The team makes its U.S. tour every four to six years, and although its stopovers may not compare with rock shows in drawing crowds, people who show up for the arcane ritual are enthusiastic in their own ways. They swapped wine stories and recalled movable feasts of the past, such as Martin’s 30th birthday last year, for which he hired a French chef to saute a duck in cherry sauce and poach a salmon. A smile played over his face as he recalled the dinner and the white Burgundy he drank with it.

The response from the United States to this year’s tour was so strong that the recorking team had to stop in New York, Washington, Miami, Tampa, Houston, and elsewhere before setting down in Los Angeles this week.
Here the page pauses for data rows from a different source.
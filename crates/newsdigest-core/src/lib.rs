//! Shared domain types and configuration for newsdigest.

pub mod app_config;
pub mod config;
pub mod section;
pub mod sentiment;

use chrono::{DateTime, Utc};
use serde::{Deserialize, Serialize};
use thiserror::Error;

pub use app_config::{AppConfig, Environment, NlpBackend};
pub use config::{build_app_config, load_app_config, load_app_config_from_env};
pub use section::Section;
pub use sentiment::SentimentLabel;

#[derive(Debug, Error)]
pub enum ConfigError {
    #[error("missing required environment variable: {0}")]
    MissingEnvVar(String),

    #[error("invalid value for {var}: {reason}")]
    InvalidEnvVar { var: String, reason: String },
}

#[derive(Debug, Error, PartialEq, Eq)]
pub enum CoreError {
    #[error("unknown section: {0}")]
    UnknownSection(String),

    #[error("unknown sentiment label: {0}")]
    UnknownSentimentLabel(String),
}

/// Sentiment classification produced for an article summary.
#[derive(Debug, Clone, Copy, PartialEq, Serialize, Deserialize)]
pub struct Sentiment {
    pub label: SentimentLabel,
    /// Classifier confidence in `[0.0, 1.0]`.
    pub score: f64,
}

/// A fully analysed article ready to be persisted.
#[derive(Debug, Clone, Serialize, Deserialize)]
pub struct NewArticle {
    pub section: Section,
    pub title: String,
    pub url: String,
    pub content: String,
    pub summary: Option<String>,
    pub sentiment: Option<Sentiment>,
}

/// A stored article as returned by the persistence layer.
#[derive(Debug, Clone, Serialize, Deserialize)]
pub struct Article {
    pub id: i64,
    pub section: Section,
    pub title: String,
    pub url: String,
    pub content: String,
    pub summary: Option<String>,
    pub sentiment: Option<SentimentLabel>,
    pub sentiment_score: Option<f64>,
    pub created_at: DateTime<Utc>,
}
Long lines of wine collectors, each of whom had already made a reservation, greeted the team when it began work Wednesday morning in a room inside the Classroom Restaurant at the Los Angeles Equestrian Center.

“We’ve been on the road since April 30,” Revelle’s wife, Marie, said wearily in French.

She thought she might be able to have a little vacation along the way. It had not worked out that way. The team had been corking 500 bottles each week, only Rothschild issues, of course. The vintages ranged as far back as 1806.

Revelle’s great-grandfather and his grandfather, along with his father, worked for Chateau Lafite Rothschild, established by Baron James De Rothschild in 1868 on an estate that had been making wine since 1234. With such tradition behind him, Revelle had little choice, he said, but to be a winemaker. Still, he said, he likes the work and considers the recent vintages every bit the equal of those in the so-called golden era of winemaking in the mid-19th Century.

That golden era was represented Wednesday by a collection of five bottles from the 1870 vintage, owned by Westside dermatologist Brad Klein, who estimates that his cellar of 2,500 bottles is worth about $100,000.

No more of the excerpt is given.